Episcepsis lenaeus

Scientific classification
- Domain: Eukaryota
- Kingdom: Animalia
- Phylum: Arthropoda
- Class: Insecta
- Order: Lepidoptera
- Superfamily: Noctuoidea
- Family: Erebidae
- Subfamily: Arctiinae
- Genus: Episcepsis
- Species: E. lenaeus
- Binomial name: Episcepsis lenaeus (Cramer, 1780)
- Synonyms: Sphinx lenaeus Cramer, [1779]; Epidesma lenaeus; Episcepcis lenaeus Hernández-Baz, 2013;

= Episcepsis lenaeus =

- Authority: (Cramer, 1780)
- Synonyms: Sphinx lenaeus Cramer, [1779], Epidesma lenaeus, Episcepcis lenaeus Hernández-Baz, 2013

Species of moth

Episcepsis lenaeus is a moth of the family Erebidae.

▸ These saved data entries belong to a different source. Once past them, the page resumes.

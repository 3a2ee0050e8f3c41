//! liveref
//!
//! Live catalog references embedded in rich-text documents: the persisted
//! node format, resolution against a catalog backend, and presentation.
//!
//! # Architecture
//!
//! ```text
//! liveref-codec ──▶ liveref-schema ──┐
//!       │                            ├──▶ liveref-render ──▶ liveref-core
//!       └─────────▶ liveref-resolve ─┘
//! ```
//!
//! # Example
//!
//! ```rust
//! use liveref_core::{DocumentRenderer, InMemoryCatalog, LiverefConfig};
//!
//! let catalog = InMemoryCatalog::from_json_str(
//!     r#"[{"asin": "B07XJ8C8F5", "title": "Electric Kettle", "price": 29.99}]"#,
//! ).unwrap();
//! let renderer = DocumentRenderer::new(catalog, &LiverefConfig::default());
//!
//! let markup = r#"<p><span data-type="entity-reference" data-id="B07XJ8C8F5"></span></p>"#;
//! let rt = tokio::runtime::Builder::new_current_thread().enable_all().build().unwrap();
//! let output = rt.block_on(renderer.render(markup));
//! assert!(output.html.contains("Electric Kettle"));
//! ```

#![deny(missing_docs)]
#![warn(unreachable_pub)]

mod config;
mod error;
mod renderer;

pub use config::{ConfigError, LiverefConfig};
pub use error::{CoreError, CoreResult};
pub use renderer::{inspect, DocumentRenderer, NodeSummary, RenderOutput, RenderReport};

pub use liveref_codec::{Alignment, CouponType, DisplayStyle, EntityReferenceAttrs, FieldProjectionAttrs};
pub use liveref_render::{FieldCategory, FieldDef, FieldRegistry, Presenters, ReferenceView, ViewState};
pub use liveref_resolve::{
    BackendError, CatalogBackend, CatalogKey, EntityResolver, InMemoryCatalog, ResolutionError, ResolvedEntity,
    ResolverConfig,
};
pub use liveref_schema::{Document, PartialAttrs, ReferenceNode};

/// Version of this crate
pub const VERSION: &str = env!("CARGO_PKG_VERSION");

It was described by Pieter Cramer in 1780. It is found from Mexico to the Guianas.

==Description==
Head and thorax fuscous brown; back of head and shoulders with paired crimson spots; fore coxae crimson; abdomen metallic blue, the dorsal patch of hair brown; the ventral surface fuscous, with white patches on the first three segments. Forewing fuscous brown, with apical white patch. Hindwing fuscous with a slight bluish tinge; some hyaline in, below, and beyond cell; the tuft on inner area white. (Female) Abdomen without white patches below. Wingspan 36 mm.